As has been previously discussed with such Articles as “Crown” and “Horn” Work, Tenailles, Caponiers and of course Bastions – all these were components of a type of late Medieval Defensive structure known as The “Star” Fort. The next “evolutionary” step in Castle and Fortifications, such structures were seen first on Italy around the 15th Century. As was determined with the advent of Gunpowder and early Artillery, the traditional design of The Medieval Castle, began to become extinct. Early Artillery Rounds (at first rounded and shaped Stone, followed by lead or iron), could easily destroy the stone and rock masonry of a Castle perimeter wall. The development of The Star Fort incorporated many of the traditional Castle building techniques, but with more refinements to accommodate Artillery attack and defense. Star Forts were large and wide foundation structures , that could include either a single “Level” or multiples built upon each other. Each spacing between Levels were filled in by Water Moats.
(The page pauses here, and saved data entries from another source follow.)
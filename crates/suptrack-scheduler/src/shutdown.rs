// SPDX-FileCopyrightText: 2026 Suptrack Contributors
// SPDX-License-Identifier: MIT OR Apache-2.0

//! Graceful shutdown coordination with signal handling.
//!
//! Installs handlers for SIGTERM and SIGINT (Ctrl+C), triggering a
//! [`CancellationToken`] that the sweeps and the webhook server monitor.

use tokio_util::sync::CancellationToken;
use tracing::{debug, info};

/// Installs signal handlers for SIGTERM and SIGINT.
///
/// Returns a [`CancellationToken`] that is cancelled when either signal
/// is received.
pub fn install_signal_handler() -> CancellationToken {
    let token = CancellationToken::new();
    let token_clone = token.clone();

    tokio::spawn(async move {
        let ctrl_c = tokio::signal::ctrl_c();

        #[cfg(unix)]
        {
            use tokio::signal::unix::{signal, SignalKind};
            let mut sigterm =
                signal(SignalKind::terminate()).expect("failed to install SIGTERM handler");

            tokio::select! {
                _ = ctrl_c => {
                    info!("received SIGINT (Ctrl+C), initiating shutdown");
                }
                _ = sigterm.recv() => {
                    info!("received SIGTERM, initiating shutdown");
                }
            }
        }

        #[cfg(not(unix))]
        {
            let _ = ctrl_c.await;
            info!("received Ctrl+C, initiating shutdown");
        }

        token_clone.cancel();
        debug!("shutdown signal handler completed");
    });

    token
}

#[cfg(test)]
mod tests {
    use super::*;

    #[tokio::test]
    async fn install_signal_handler_returns_token() {
        let token = install_signal_handler();
        assert!(!token.is_cancelled());
        // Cancel it manually to clean up the background task.
        token.cancel();
    }
}
use crate::domain::{MessageRef, UserId};

/// Cross-messenger incoming message model.
///
/// Built by the adapter from whatever the chat backend delivers; the validator
/// only looks at `content`, `attachments`, `mentions` and `mentioned_members`.
/// Everything else is metadata for the audit log.
#[derive(Clone, Debug)]
pub struct IncomingMessage {
    pub msg: MessageRef,
    pub author: Option<Author>,
    /// Raw text (or media caption). Empty when the message carries none.
    pub content: String,
    pub attachments: Vec<Attachment>,
    /// Direct `@username` mentions, without the leading `@`.
    pub mentions: Vec<String>,
    /// Mentions that resolve to a known chat member.
    pub mentioned_members: Vec<UserId>,
}

impl IncomingMessage {
    pub fn new(msg: MessageRef, content: impl Into<String>) -> Self {
        Self {
            msg,
            author: None,
            content: content.into(),
            attachments: Vec::new(),
            mentions: Vec::new(),
            mentioned_members: Vec::new(),
        }
    }

    pub fn with_author(mut self, author: Author) -> Self {
        self.author = Some(author);
        self
    }

    pub fn with_attachment(mut self, file_name: impl Into<String>) -> Self {
        self.attachments.push(Attachment::new(file_name));
        self
    }

    pub fn with_mention(mut self, username: impl Into<String>) -> Self {
        self.mentions.push(username.into());
        self
    }

    pub fn with_mentioned_member(mut self, user_id: UserId) -> Self {
        self.mentioned_members.push(user_id);
        self
    }

    /// Text split on single spaces.
    ///
    /// Trailing empty tokens are dropped, so `"a "` is one token and `""` is none.
    /// Leading and inner empty tokens (from repeated spaces) are kept.
    pub fn tokens(&self) -> Vec<&str> {
        let mut tokens: Vec<&str> = self.content.split(' ').collect();
        while tokens.last().is_some_and(|t| t.is_empty()) {
            tokens.pop();
        }
        tokens
    }

    pub fn has_mentions(&self) -> bool {
        !self.mentions.is_empty() || !self.mentioned_members.is_empty()
    }

    pub fn attachment_names(&self) -> Vec<String> {
        self.attachments.iter().map(|a| a.file_name.clone()).collect()
    }
}

#[derive(Clone, Debug, PartialEq, Eq)]
pub struct Author {
    pub user_id: UserId,
    pub username: Option<String>,
}

impl Author {
    /// `@username` when known, otherwise the numeric id.
    pub fn display(&self) -> String {
        match &self.username {
            Some(u) => format!("@{u}"),
            None => self.user_id.0.to_string(),
        }
    }
}

#[derive(Clone, Debug, PartialEq, Eq)]
pub struct Attachment {
    pub file_name: String,
}

impl Attachment {
    pub fn new(file_name: impl Into<String>) -> Self {
        Self {
            file_name: file_name.into(),
        }
    }

    /// Lower-cased text after the final `.` of the file name.
    pub fn extension(&self) -> Option<String> {
        let (_, ext) = self.file_name.rsplit_once('.')?;
        if ext.is_empty() {
            return None;
        }
        Some(ext.to_lowercase())
    }
}
/// Chat user id (numeric).
#[derive(Clone, Copy, Debug, PartialEq, Eq, Hash)]
pub struct UserId(pub i64);

/// Chat id (numeric). Groups, supergroups and channels are negative on Telegram.
#[derive(Clone, Copy, Debug, PartialEq, Eq, Hash)]
pub struct ChatId(pub i64);

/// Message id (numeric, unique within a chat).
#[derive(Clone, Copy, Debug, PartialEq, Eq, Hash)]
pub struct MessageId(pub i32);

/// A stable reference to a chat message.
#[derive(Clone, Copy, Debug, PartialEq, Eq, Hash)]
pub struct MessageRef {
    pub chat_id: ChatId,
    pub message_id: MessageId,
}
//! Core of the channel media monitor.
//!
//! This crate is framework-agnostic: the validator is a pure function over
//! [`messaging::types::IncomingMessage`] and [`policy::Policy`], and the chat
//! backend lives behind the ports in [`messaging::port`], implemented in
//! adapter crates.

pub mod audit;
pub mod config;
pub mod domain;
pub mod errors;
pub mod logging;
pub mod messaging;
pub mod monitor;
pub mod policy;
pub mod validator;

pub use errors::{Error, Result};
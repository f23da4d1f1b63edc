//! Cross-messenger abstractions: the inbound feed, the moderation sink and the
//! message model the validator reads.

pub mod port;
pub mod throttled;
pub mod types;
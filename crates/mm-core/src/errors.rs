/// Core error type for the monitor.
///
/// Adapter crates map their specific errors into this type so the monitor can
/// log failures uniformly and keep running.
#[derive(Debug, thiserror::Error)]
pub enum Error {
    #[error("config error: {0}")]
    Config(String),

    #[error("i/o error: {0}")]
    Io(#[from] std::io::Error),

    #[error("json error: {0}")]
    Json(#[from] serde_json::Error),

    #[error("external error: {0}")]
    External(String),
}

pub type Result<T> = std::result::Result<T, Error>;
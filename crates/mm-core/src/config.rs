use std::{
    env,
    path::{Path, PathBuf},
    time::Duration,
};

use crate::{domain::ChatId, errors::Error, policy::Policy, Result};

/// Fixed justification attached to every deletion.
pub const DELETE_REASON: &str = "Not a link or media file";

/// Typed configuration for the monitor.
///
/// Everything is read once at startup; the resulting `policy` is immutable.
#[derive(Clone)]
pub struct Config {
    pub bot_token: String,
    pub channel_id: ChatId,
    pub policy: Policy,

    // Audit
    pub audit_log_path: Option<PathBuf>,
    pub audit_log_json: bool,

    // Runtime
    pub delete_min_interval: Duration,
    pub queue_capacity: usize,
}

impl std::fmt::Debug for Config {
    fn fmt(&self, f: &mut std::fmt::Formatter<'_>) -> std::fmt::Result {
        f.debug_struct("Config")
            .field("bot_token", &"<redacted>")
            .field("channel_id", &self.channel_id)
            .field("policy", &self.policy)
            .field("audit_log_path", &self.audit_log_path)
            .field("audit_log_json", &self.audit_log_json)
            .field("delete_min_interval", &self.delete_min_interval)
            .field("queue_capacity", &self.queue_capacity)
            .finish()
    }
}

impl Config {
    /// Load from the process environment.
    ///
    /// `config_file` is a dotenv-style file whose entries fill in variables not
    /// already set. When `None`, `./.env` is used if present.
    pub fn load(config_file: Option<&Path>) -> Result<Self> {
        match config_file {
            Some(path) => {
                if !path.is_file() {
                    return Err(Error::Config(format!(
                        "config file does not exist: {}",
                        path.display()
                    )));
                }
                load_dotenv(path)?;
            }
            None => {
                let default = Path::new(".env");
                if default.is_file() {
                    load_dotenv(default)?;
                }
            }
        }

        Self::from_lookup(|key| env::var(key).ok())
    }

    /// Build from an arbitrary key lookup (the environment in production).
    pub fn from_lookup(lookup: impl Fn(&str) -> Option<String>) -> Result<Self> {
        let bot_token = lookup("BOT_TOKEN").and_then(non_empty).ok_or_else(|| {
            Error::Config("BOT_TOKEN environment variable is required".to_string())
        })?;

        let channel_raw = lookup("CHANNEL_ID").and_then(non_empty).ok_or_else(|| {
            Error::Config("CHANNEL_ID environment variable is required".to_string())
        })?;
        let channel_id = channel_raw
            .trim()
            .parse::<i64>()
            .map(ChatId)
            .map_err(|e| Error::Config(format!("CHANNEL_ID is not a chat id ({channel_raw}): {e}")))?;

        // Both lists must be present; an empty list is allowed.
        let extensions = lookup("VALID_FILE_EXTENSIONS").ok_or_else(|| {
            Error::Config("VALID_FILE_EXTENSIONS environment variable is required".to_string())
        })?;
        let domains = lookup("VALID_DOMAIN_NAMES").ok_or_else(|| {
            Error::Config("VALID_DOMAIN_NAMES environment variable is required".to_string())
        })?;
        let policy = Policy::new(parse_csv(&extensions), parse_csv(&domains));

        let audit_log_path = lookup("AUDIT_LOG_PATH")
            .and_then(non_empty)
            .map(PathBuf::from);
        let audit_log_json = lookup("AUDIT_LOG_JSON")
            .map(|s| parse_bool(&s))
            .unwrap_or(false);

        let delete_min_interval = Duration::from_millis(
            lookup("DELETE_MIN_INTERVAL_MS")
                .and_then(|s| s.trim().parse::<u64>().ok())
                .unwrap_or(1050),
        );
        let queue_capacity = lookup("QUEUE_CAPACITY")
            .and_then(|s| s.trim().parse::<usize>().ok())
            .filter(|n| *n > 0)
            .unwrap_or(256);

        Ok(Self {
            bot_token,
            channel_id,
            policy,
            audit_log_path,
            audit_log_json,
            delete_min_interval,
            queue_capacity,
        })
    }
}

/// Set every variable from `path` that is not already in the environment.
///
/// Must run before any other thread reads the environment (i.e. before the
/// async runtime starts).
fn load_dotenv(path: &Path) -> Result<()> {
    for (key, val) in read_dotenv(path)? {
        if env::var_os(&key).is_some() {
            continue; // do not override existing env
        }
        env::set_var(key, val);
    }
    Ok(())
}

fn read_dotenv(path: &Path) -> Result<Vec<(String, String)>> {
    let iter = dotenvy::from_path_iter(path)
        .map_err(|e| Error::Config(format!("failed to read {}: {e}", path.display())))?;
    iter.map(|item| {
        item.map_err(|e| Error::Config(format!("invalid entry in {}: {e}", path.display())))
    })
    .collect()
}

fn parse_bool(s: &str) -> bool {
    matches!(
        s.trim().to_lowercase().as_str(),
        "1" | "true" | "yes" | "on"
    )
}

fn parse_csv(v: &str) -> Vec<String> {
    v.split(',')
        .map(|s| s.trim())
        .filter(|s| !s.is_empty())
        .map(|s| s.to_string())
        .collect()
}

fn non_empty(s: String) -> Option<String> {
    if s.trim().is_empty() {
        None
    } else {
        Some(s)
    }
}
use std::sync::Arc;

use teloxide::{dispatching::Dispatcher, dptree, prelude::*};
use tokio::sync::mpsc;
use tracing::{info, warn};

use mm_core::{
    audit::AuditLogger,
    config::Config,
    messaging::{
        port::ModerationPort,
        throttled::{ThrottleConfig, ThrottledModerator},
        types::IncomingMessage,
    },
    monitor::Monitor,
};

use crate::{convert::incoming_from_telegram, TelegramModerator};

/// Connect to Telegram and moderate the watched chat until Ctrl-C.
pub async fn run_polling(cfg: Arc<Config>) -> anyhow::Result<()> {
    let bot = Bot::new(cfg.bot_token.clone());

    match bot.get_me().await {
        Ok(me) => info!(bot = %me.username(), "connected to telegram"),
        Err(e) => warn!(error = %e, "get_me failed; continuing"),
    }
    info!(
        chat_id = cfg.channel_id.0,
        extensions = cfg.policy.permitted_extensions().count(),
        domains = cfg.policy.permitted_domains().len(),
        "watching chat"
    );
    if cfg.policy.permitted_extensions().next().is_none() {
        warn!("no permitted file extensions configured; every attachment will be deleted");
    }
    if cfg.policy.permitted_domains().is_empty() {
        warn!("no permitted domains configured; every link will be deleted");
    }

    // Space out deletes so a flood of rejected messages does not trip 429s.
    // RetryAfter is still retried once at the adapter layer.
    let raw: Arc<dyn ModerationPort> = Arc::new(TelegramModerator::new(bot.clone()));
    let moderator: Arc<dyn ModerationPort> = Arc::new(ThrottledModerator::new(
        raw,
        ThrottleConfig {
            per_chat_min_interval: cfg.delete_min_interval,
            ..ThrottleConfig::default()
        },
    ));

    let mut monitor = Monitor::new(cfg.channel_id, Arc::new(cfg.policy.clone()), moderator);
    if let Some(path) = &cfg.audit_log_path {
        monitor = monitor.with_audit(Arc::new(AuditLogger::new(path, cfg.audit_log_json)));
    }

    let (tx, rx) = mpsc::channel::<IncomingMessage>(cfg.queue_capacity);
    let worker = tokio::spawn(async move { monitor.run(rx).await });

    let handler = dptree::entry()
        .branch(Update::filter_message().endpoint(forward_message))
        .branch(Update::filter_channel_post().endpoint(forward_message));

    Dispatcher::builder(bot, handler)
        .dependencies(dptree::deps![tx])
        .enable_ctrlc_handler()
        .build()
        .dispatch()
        .await;

    // The dispatcher owned the last sender; the worker finishes the backlog and exits.
    worker.await?;
    info!("shut down");
    Ok(())
}

async fn forward_message(msg: Message, tx: mpsc::Sender<IncomingMessage>) -> ResponseResult<()> {
    if tx.send(incoming_from_telegram(&msg)).await.is_err() {
        warn!(message_id = msg.id.0, "monitor stopped; dropping message");
    }
    Ok(())
}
The foundation pattern of either a Hexagon or Pentagon was chosen. With multiple Levels, these sharp and obtuse angles were placed overlapping, thus – from higher elevations, the foundation resembled a “Star” shape. This was important in the overall defensive design of The Fort. Levels facing opposing directions were often supported by lighter Caponiers or Bastions at their bisecting points. Thus overlapping defensive area between such support Towers was known as a “Dead Space” or “Kill Zone”. Assaulting Infantry would be forced to contend with the spacings (near walks they could not otherwise scale or ascend). Archers, Riflemen and Artillery could be brought to bear on both Flanks, leaving no course but retreat….or annihilation. Although most successive Star Fort Levels used Moated Spacings, some only featured earth. Into these designs were incorporated smaller defensive structures, almost “Castle-like” in design. In terms of overall construction, Star Forts were constructed of Brick, reinforced by hundreds of tons of earth. Brick did not shatter as Stone did when exposed to Solid Shot (but absorbed much of the impact).
The overall layout of the Star Fort affords a complete, almost “panoramic” view of a battlefield or contested area. Enemy Troop Formations and advancements. In addition, Soldiers firing from a Star Fort were given unlimited access to bring their fire into any on-going direction, with relative safety. The eventual end of the traditional Star Fort came with the development of both Explosive Shells and High Velocity Field Mortars. Unlike most Artillery , which features limited elevation, The Heavy Mortar was designed to have a much higher and steeper trajectory, allowing an Explosive Shell to arch over a Star Fort Wall and detonate inside. Despite this, Star Forts would remain among the last major innovation in Fortress design for Centuries. The English “Device Fort”, grew from The Star design – as so it was adopted by Spain as a dominate form of Colonial Defensive System. Examples survived into the early to mid-19th Century in America, with variations used.